Figure 2. Close up of single component in a collection.
Figure shows collection title in the window name; automatic addition of
both element header and URL back to component’s source page.
Our interaction goal for Hunter Gatherer's design is to let users, rather
than the tool, determine which information activity they wish to focus
on: gathering, management or contemplation of the collection. Our software
goal has been to create a tool that integrates with the browser and utilizes
web-based protocols so that the user does not require additional software
to carry out these tasks. Our larger research goal is to use this tool
to help us investigate both perceptions of and expectations of what might
be called information flexibility in an information space that has previously
defined the smallest unit of information to be the Web page. We wish to
investigate how this might change once users have tools which can support
information harvesting, in which they can replant or repurpose information
elements from one context into ones of their own devising.
Hunter Gatherer is the result of an iterative process of user-based
design, surveys and evaluation. This paper describes the most recent version
of the artifact, the associated interaction design, and its evaluations.
We begin with a discussion of Web-based collection management tools research
and illustrate where this work does not address the interaction problem
most relevant to within-Web-page collection making: shifting focus between
information capture and post-capture information management. We follow
this with a discussion of our prototype tool development. We present our
evaluation and consequent evolution of the tool over several iterations.
Finally, we report on lessons learned from these evaluations, and describe
how the results have helped to refine our understanding of the tasks we
hope to support, and the steps we wish to pursue in future work.
2. RELATED WORK
Our research investigates the problems faced by Web users who wish to
carry out two related tasks: to gather information components from a variety
of Web sources and to manage that gathered information.
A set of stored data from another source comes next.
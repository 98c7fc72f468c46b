use semver::{Version, VersionReq};

/// A `||`-separated union of npm-style ranges.
#[derive(Debug, Clone)]
pub struct RangeSet {
    ranges: Vec<VersionReq>,
}

impl RangeSet {
    pub fn parse(original: &str) -> Option<Self> {
        let mut s = original.trim();

        if s.is_empty() || s == "latest" {
            s = "*";
        }

        let mut ranges = Vec::new();

        for part in s.split("||") {
            let part = part.trim();
            if part.is_empty() {
                continue;
            }

            let req = VersionReq::parse(&normalize_and_part(part)).ok()?;
            ranges.push(req);
        }

        if ranges.is_empty() {
            ranges.push(VersionReq::STAR);
        }

        Some(RangeSet { ranges })
    }

    pub fn matches(&self, version: &Version) -> bool {
        self.ranges.iter().any(|r| r.matches(version))
    }
}

/// npm separates AND-ed comparators with spaces, `semver` wants commas.
fn normalize_and_part(part: &str) -> String {
    let tokens: Vec<&str> = part.split_whitespace().collect();

    if tokens.len() <= 1 {
        return pin_bare_version(part);
    }

    if tokens.len() == 3 && tokens[1] == "-" {
        return format!(">={}, <={}", tokens[0], tokens[2]);
    }

    let mut result = String::new();

    for (i, token) in tokens.iter().enumerate() {
        let after_op = i > 0 && matches!(tokens[i - 1], "=" | ">" | ">=" | "<" | "<=" | "~" | "^");

        if after_op {
            result.push(' ');
            result.push_str(token);
            continue;
        }

        if i > 0 {
            result.push_str(", ");
        }
        result.push_str(&pin_bare_version(token));
    }

    result
}

/// A bare `1.2.3` is exact in npm but caret in `semver`.
fn pin_bare_version(token: &str) -> String {
    let is_full = token.starts_with(|c: char| c.is_ascii_digit())
        && token.matches('.').count() == 2
        && !token.contains(['x', 'X', '*']);

    if is_full {
        format!("={}", token)
    } else {
        token.to_string()
    }
}

/// Whether the range a package declares for an internal dependency accepts
/// that dependency's current version. `None` when either side cannot be
/// judged (non-semver protocols, unparseable versions).
pub fn satisfies(range: &str, version: &str) -> Option<bool> {
    let range = range.trim();

    let range = match range.strip_prefix("workspace:") {
        Some("*" | "^" | "~" | "") => return Some(true),
        Some(inner) => inner,
        None => range,
    };

    if range.contains(':') {
        return None;
    }

    let version = Version::parse(version.trim()).ok()?;
    let set = RangeSet::parse(range)?;

    Some(set.matches(&version))
}

#[cfg(test)]
mod tests {
    use super::*;

    #[test]
    fn caret_ranges() {
        assert_eq!(satisfies("^1.2.0", "1.4.0"), Some(true));
        assert_eq!(satisfies("^1.2.0", "2.0.0"), Some(false));
    }

    #[test]
    fn workspace_protocol() {
        assert_eq!(satisfies("workspace:*", "0.1.0"), Some(true));
        assert_eq!(satisfies("workspace:^2.0.0", "1.0.0"), Some(false));
    }

    #[test]
    fn or_ranges_and_spaced_comparators() {
        assert_eq!(satisfies("^1.0.0 || ^2.0.0", "2.3.0"), Some(true));
        assert_eq!(satisfies(">= 1.0.0 < 2.0.0", "1.5.0"), Some(true));
        assert_eq!(satisfies("1.0.0 - 1.5.0", "1.6.0"), Some(false));
    }

    #[test]
    fn bare_versions_are_exact() {
        assert_eq!(satisfies("1.0.0", "1.0.1"), Some(false));
        assert_eq!(satisfies("1.0.0", "1.0.0"), Some(true));
    }

    #[test]
    fn unjudgeable_inputs() {
        assert_eq!(satisfies("file:../x", "1.0.0"), None);
        assert_eq!(satisfies("^1.0.0", "not-a-version"), None);
    }
}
When we focus
on information gathering on the Web, we foreground the process that Marshall
et al.  refer to as "information triage," the act of moving through
a variety of sources to determine quickly whether they are of potential
worth. The sticking point occurs when, on making such a determination,
we wish to capture the component identified for retrieval. When users
are engaged in information triage, they currently lack a method for putting
the identified components into a collection without needing to make the
collecting activity a foreground task. While there has been much work
done on the management of Web-based document collections (which we discuss
below), there has been less work on the interaction activity of placing
the identified information from the source into the collection. Therefore,
our work has focused especially on the latter process.
2.1 Bookmarks and Visualization
Our design model for the kind of transparent interaction that we wish
to emulate has been bookmark-making. Bookmarking is well integrated with
most Web browsers. The user engages a simple command key sequence, or
makes a menu selection, and the current page is added to a list of bookmarks.
With slightly more concentration on the bookmark task, users can shift
focus to more specific information management tasks: many bookmark tools,
for instance, support adding bookmarks directly to specific folders within
the bookmark list. Such interaction supports a gradient of task focus,
from peripheral attention to main focus. While bookmarking supports this
multiple attention level for interaction, its failure to help users retrieve
information effectively from bookmarks has been well discussed in Abrams
et al. . To deal with the shortcomings of bookmarks for retrieving
information, several research and commercial applications have been developed.
While not completely applicable to our research, there are related findings
from that web-based work which inform ours.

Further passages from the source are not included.